For statistical analysis, parturient cows were divided into two groups: cows with at least one disease and cows with no disease. Further statistical analysis was performed with 1) cows with subclinical disease vs. clinical disease vs. no disease 2) cows with one disease vs multiple diseases. Subclinical hypocalcemia and subclinical ketosis were included in the subclinical disease, and retained placenta, displaced abomasum, and clinical ketosis were included in the clinical disease.

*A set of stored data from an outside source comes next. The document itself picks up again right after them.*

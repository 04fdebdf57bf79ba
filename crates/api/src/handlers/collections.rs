//! Handlers for the `/collections` resource.

use axum::extract::State;
use axum::http::StatusCode;
use axum::Json;

use mediateca_core::error::CoreError;
use mediateca_db::models::collection::{Collection, CreateCollection};
use mediateca_db::repositories::CollectionRepo;

use crate::error::{AppError, AppResult};
use crate::middleware::rbac::{RequireAuth, RequireContributor};
use crate::response::DataResponse;
use crate::state::AppState;

/// GET /api/v1/collections
pub async fn list_collections(
    State(state): State<AppState>,
    RequireAuth(_user): RequireAuth,
) -> AppResult<Json<DataResponse<Vec<Collection>>>> {
    let collections = CollectionRepo::list(&state.pool).await?;
    Ok(Json(DataResponse { data: collections }))
}

/// POST /api/v1/collections
pub async fn create_collection(
    State(state): State<AppState>,
    RequireContributor(user): RequireContributor,
    Json(mut input): Json<CreateCollection>,
) -> AppResult<(StatusCode, Json<DataResponse<Collection>>)> {
    input.name = input.name.trim().to_string();
    if input.name.is_empty() {
        return Err(AppError::Core(CoreError::Validation(
            "Collection name must not be empty".into(),
        )));
    }

    let collection = CollectionRepo::create(&state.pool, &input, user.user_id).await?;
    tracing::info!(collection_id = collection.id, user_id = user.user_id, "Collection created");
    Ok((StatusCode::CREATED, Json(DataResponse { data: collection })))
}
//! Repository for the `users` table.

use sqlx::PgPool;

use mediateca_core::types::DbId;

use crate::models::user::{CreateUser, UpdateUser, User};

/// Column list shared across queries to avoid repetition.
const COLUMNS: &str = "id, name, email, password_hash, role, is_active, \
                        last_login_at, created_at, updated_at";

/// Provides CRUD operations for users.
pub struct UserRepo;

impl UserRepo {
    /// Insert a new active user, returning the created row.
    pub async fn create(pool: &PgPool, input: &CreateUser) -> Result<User, sqlx::Error> {
        let query = format!(
            "INSERT INTO users (name, email, password_hash, role)
             VALUES ($1, $2, $3, $4)
             RETURNING {COLUMNS}"
        );
        sqlx::query_as::<_, User>(&query)
            .bind(&input.name)
            .bind(&input.email)
            .bind(&input.password_hash)
            .bind(&input.role)
            .fetch_one(pool)
            .await
    }

    /// Find a user by internal ID.
    pub async fn find_by_id(pool: &PgPool, id: DbId) -> Result<Option<User>, sqlx::Error> {
        let query = format!("SELECT {COLUMNS} FROM users WHERE id = $1");
        sqlx::query_as::<_, User>(&query)
            .bind(id)
            .fetch_optional(pool)
            .await
    }

    /// Find a user by email (exact, case-sensitive).
    pub async fn find_by_email(pool: &PgPool, email: &str) -> Result<Option<User>, sqlx::Error> {
        let query = format!("SELECT {COLUMNS} FROM users WHERE email = $1");
        sqlx::query_as::<_, User>(&query)
            .bind(email)
            .fetch_optional(pool)
            .await
    }

    /// List all users, newest first.
    pub async fn list(pool: &PgPool) -> Result<Vec<User>, sqlx::Error> {
        let query = format!("SELECT {COLUMNS} FROM users ORDER BY created_at DESC, id DESC");
        sqlx::query_as::<_, User>(&query).fetch_all(pool).await
    }

    /// Update a user. Only non-`None` fields in `input` are applied.
    ///
    /// Returns `None` if no row with the given `id` exists.
    pub async fn update(
        pool: &PgPool,
        id: DbId,
        input: &UpdateUser,
    ) -> Result<Option<User>, sqlx::Error> {
        let query = format!(
            "UPDATE users SET
                name = COALESCE($2, name),
                email = COALESCE($3, email),
                role = COALESCE($4, role),
                is_active = COALESCE($5, is_active)
             WHERE id = $1
             RETURNING {COLUMNS}"
        );
        sqlx::query_as::<_, User>(&query)
            .bind(id)
            .bind(&input.name)
            .bind(&input.email)
            .bind(&input.role)
            .bind(input.is_active)
            .fetch_optional(pool)
            .await
    }

    /// Soft-deactivate a user by setting `is_active = false`.
    ///
    /// Returns `true` if the row was updated.
    pub async fn deactivate(pool: &PgPool, id: DbId) -> Result<bool, sqlx::Error> {
        let result =
            sqlx::query("UPDATE users SET is_active = false WHERE id = $1 AND is_active = true")
                .bind(id)
                .execute(pool)
                .await?;
        Ok(result.rows_affected() > 0)
    }

    /// Stamp `last_login_at` after a successful login.
    pub async fn record_login(pool: &PgPool, id: DbId) -> Result<(), sqlx::Error> {
        sqlx::query("UPDATE users SET last_login_at = NOW() WHERE id = $1")
            .bind(id)
            .execute(pool)
            .await?;
        Ok(())
    }
}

Data were expressed as mean ± standard deviation (SD). According to the normality test results, parametric data were analyzed with the Student’s t-test, and non-parametric data were analyzed with the Mann-Whitney U test to compare the significant differences in the parameters between diseased and non-diseased cows. To determine the cut-off values for predicting the occurrence of postpartum metabolic diseases, ROC analysis was performed on blood parameters from the two periods before calving. The point on the ROC curve with the highest combined sensitivity and specificity was regarded as the critical threshold (10). Interpretation of this cut-off point was based on the area under the curve (AUC) such that if AUC = 0.5 it was noninformative; if 0.5 < AUC ≤ 0.7, it was less accurate; if 0.7 < AUC ≤ 0.9, it was moderately accurate; if 0.9 < AUC < 1, it was highly accurate; and if AUC = 1, it was considered perfect (10). With all the parameters showing significant differences, the predicted probability model was obtained using logistic regression analysis. And, ROC curves were calculated to determine the sensitivity, specificity, and AUC of predictive models using logistic regression and presence or absence of postpartum disease. The BCS and blood parameters for subclinical vs. clinical vs. no disease cows were analyzed using one-way ANOVA followed by Tukey test at p < 0.05. All statistical analyses were performed using SPSS version 25.0 (IBM SPSS Inc., Chicago, USA).

Results

A total of 31 parturient cows among the 58 cows (53.4%) were diagnosed with at least one disease after calving. The incidence of subclinical, clinical and no disease was 26, 13, and 27 cases, respectively. Nineteen of the 31 cows with periparturient disease had one disease, and 12 of the 31 cows with periparturient disease had two or more diseases. The incidence of disease was 16 cows with subclinical ketosis (27.6%), 13 with subclinical hypocalcemia (22.4%), seven with retained placenta (12.1%), six with displaced abomasum (10.3%) and three with clinical ketosis (5.2%). There was no significant difference in incidence rate according to the parity through chi-test (x2 = 0.07 and p = 0.792): nine of the 16 primiparous cows (56.3%) and 22 of the 42 multiparous cows (52.4%) had postpartum disease.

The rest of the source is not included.